Leading Lead Removal Research

Over the past few weeks, we have analyzed the harmful effects of lead exposure on young people, explored the extent to which lead exposure still impacts us, and discussed some of the efforts underway to eliminate the troublesome element. Millions of dollars have been poured into efforts to safely remove lead from our homes, pipes, and schools, but do these expensive programs achieve results? In this final discussion, we will analyze the evidence to determine whether the proposals for removing lead to improve health are supported by the most up-to-date research.


We know that much of the lead that gets into children’s blood is from lead paint in older housing. It makes sense, then, that many of the public health interventions aimed at reducing blood lead levels would focus on the home for both primary and secondary prevention—that is preventing blood lead levels from ever rising and working to reduce the levels once they have risen, respectively.


Traditionally, home-based interventions for lead abatement have been categorized as education only, environmental abatement of soil and paint dust, or some combination of the two. The Cochrane Collaborative reviewed 14 studies that spanned these three categories and found that either education or environmental abatement alone was not sufficient to reduce blood lead levels or floor dust levels. The authors note that the studies may not have fully captured the benefits of an intervention because they did not follow the children for long enough to see the decline in lead levels in the blood. Lead remains in the blood for longer than the 12 months that the children were observed, but given the time that they studied, they did not see any statistically significant results.


At the time of the review, there was not sufficient evidence to evaluate how combining the education and environmental abatement would impact the effectiveness of an intervention. Our partners in Philadelphia—with whom we modeled the Asthma Home Remediation program—decided to evaluate an intensive intervention modeled after the city’s Lead Safe Babies program. Their intervention involved detailed education on sources of lead exposure and how to prevent it as well as evaluation and remediation of the home environment at both the time of birth and at 12 months of age for the baby. The goal was to intervene before the baby was exposed to any lead to analyze whether the intervention could prevent the accumulation of lead in the blood, thus eliminating the issues with analyzing blood that had lead remaining in it from years prior to intervention.

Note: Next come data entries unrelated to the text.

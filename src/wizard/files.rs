use std::collections::HashMap;
use std::io::{self, Write};
use std::path::{Path, PathBuf};

use serde::{Deserialize, Serialize};

/// An upload received with a step submission, before staging.
#[derive(Clone, Debug)]
pub struct UploadedFile {
    /// Step-prefixed field name, e.g. `1-attachment`.
    pub field: String,
    pub file_name: String,
    pub content_type: String,
    pub bytes: Vec<u8>,
}

/// An upload written to the staging area and kept until the wizard ends.
#[derive(Clone, Debug, PartialEq, Serialize, Deserialize)]
pub struct StagedFile {
    pub field: String,
    pub file_name: String,
    pub content_type: String,
    pub size: u64,
    pub path: PathBuf,
}

/// Staged uploads keyed by step-prefixed field name.
pub type StagedFiles = HashMap<String, StagedFile>;

/// Stages uploads below `<root>/<session id>/`.
#[derive(Clone, Debug)]
pub struct FileStaging {
    root: PathBuf,
}

impl FileStaging {
    pub fn new(root: impl Into<PathBuf>) -> Self {
        Self { root: root.into() }
    }

    pub fn root(&self) -> &Path {
        &self.root
    }

    fn session_dir(&self, session_id: &str) -> io::Result<PathBuf> {
        if session_id.is_empty() || !session_id.chars().all(|c| c.is_ascii_alphanumeric()) {
            return Err(io::Error::new(io::ErrorKind::InvalidInput, "invalid session id"));
        }
        Ok(self.root.join(session_id))
    }

    pub async fn stage(&self, session_id: &str, upload: UploadedFile) -> io::Result<StagedFile> {
        let dir = self.session_dir(session_id)?;
        tokio::fs::create_dir_all(&dir).await?;
        let suffix = Path::new(&upload.file_name)
            .extension()
            .and_then(|e| e.to_str())
            .filter(|e| e.chars().all(|c| c.is_ascii_alphanumeric()))
            .map(|e| format!(".{}", e))
            .unwrap_or_default();
        let UploadedFile {
            field,
            file_name,
            content_type,
            bytes,
        } = upload;
        let size = bytes.len() as u64;
        let path = tokio::task::spawn_blocking(move || -> io::Result<PathBuf> {
            let mut tmp = tempfile::Builder::new()
                .prefix("upload-")
                .suffix(&suffix)
                .tempfile_in(&dir)?;
            tmp.write_all(&bytes)?;
            let (_file, path) = tmp.keep().map_err(|e| e.error)?;
            Ok(path)
        })
        .await
        .map_err(io::Error::other)??;
        tracing::debug!(%field, path = %path.display(), size, "Staged wizard upload");
        Ok(StagedFile {
            field,
            file_name,
            content_type,
            size,
            path,
        })
    }

    /// Remove everything staged for `session_id`. Missing directories are fine.
    pub async fn discard_session(&self, session_id: &str) -> io::Result<()> {
        let dir = self.session_dir(session_id)?;
        match tokio::fs::remove_dir_all(&dir).await {
            Ok(()) => Ok(()),
            Err(e) if e.kind() == io::ErrorKind::NotFound => Ok(()),
            Err(e) => Err(e),
        }
    }
}

#[cfg(test)]
mod tests {
    use super::*;

    fn upload(name: &str) -> UploadedFile {
        UploadedFile {
            field: "1-attachment".into(),
            file_name: name.into(),
            content_type: "text/plain".into(),
            bytes: b"hello".to_vec(),
        }
    }

    #[tokio::test]
    async fn stage_and_discard() {
        let dir = tempfile::tempdir().unwrap();
        let staging = FileStaging::new(dir.path());
        let staged = staging.stage("abc123", upload("notes.txt")).await.unwrap();
        assert_eq!(staged.size, 5);
        assert!(staged.path.starts_with(dir.path().join("abc123")));
        assert_eq!(staged.path.extension().and_then(|e| e.to_str()), Some("txt"));
        assert_eq!(std::fs::read(&staged.path).unwrap(), b"hello");

        staging.discard_session("abc123").await.unwrap();
        assert!(!staged.path.exists());
        // Discarding twice is harmless.
        staging.discard_session("abc123").await.unwrap();
    }

    #[tokio::test]
    async fn rejects_path_like_session_ids() {
        let dir = tempfile::tempdir().unwrap();
        let staging = FileStaging::new(dir.path());
        let err = staging.stage("../etc", upload("x.txt")).await.unwrap_err();
        assert_eq!(err.kind(), io::ErrorKind::InvalidInput);
    }
}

Ultimately, the Philadelphia study found few statistically significant results for even the most intensive intervention as compared to the control group that did not receive the education or environmental abatement. These results were largely in agreement with those of the prior studies. The average blood lead levels at 1 year of age were statistically equivalent, and there was only a slight improvement in the amount of lead dust found on windowsills and the floor. The real gains were in parental understanding of the sources of lead and methods of prevention. While this did not result in significantly lower levels of lead in the blood or in the dust, it did lead to a much greater rate of testing for the children in the intervention group. That means that even if the intervention did not prevent the lead entering the blood, it did increase the likelihood that if the child had some level of lead poisoning, that the parents and doctor would identify the issue.


The Philadelphia example is just one in a string of studies that have sought to understand how well abatement and education interventions prevent lead exposure. Generally, studies have indicated only modest results. One line of research analyzed whether combining abatement of soil with abatement of lead dust in the home would significantly reduce blood lead levels. While there was a slight improvement, it was much smaller than the researchers had anticipated, and it tended to only accrue to those individuals who did not have any lead dust inside the home.


The news is not all grim. A study from researchers at Johns Hopkins University indicates that in follow up analyses ranging from 1-3.5 years, levels of lead dust were significantly reduced after abatement protocols were implemented. Further, the Philadelphia results around increased blood testing of children should not be dismissed. These results give us hope that the interventions are achieving results, but there is clearly more to understand.


The next steps for the literature will be to explore how and why certain aspects of the interventions are or are not effective. As the national blood lead levels have decreased, research on the topic has seemed too slow. Many of the studies come from the early 1990s. Given the extent of the issue that we have explored, there is clearly an imperative to continue to explore the best methods for eliminating this risk to child development and health.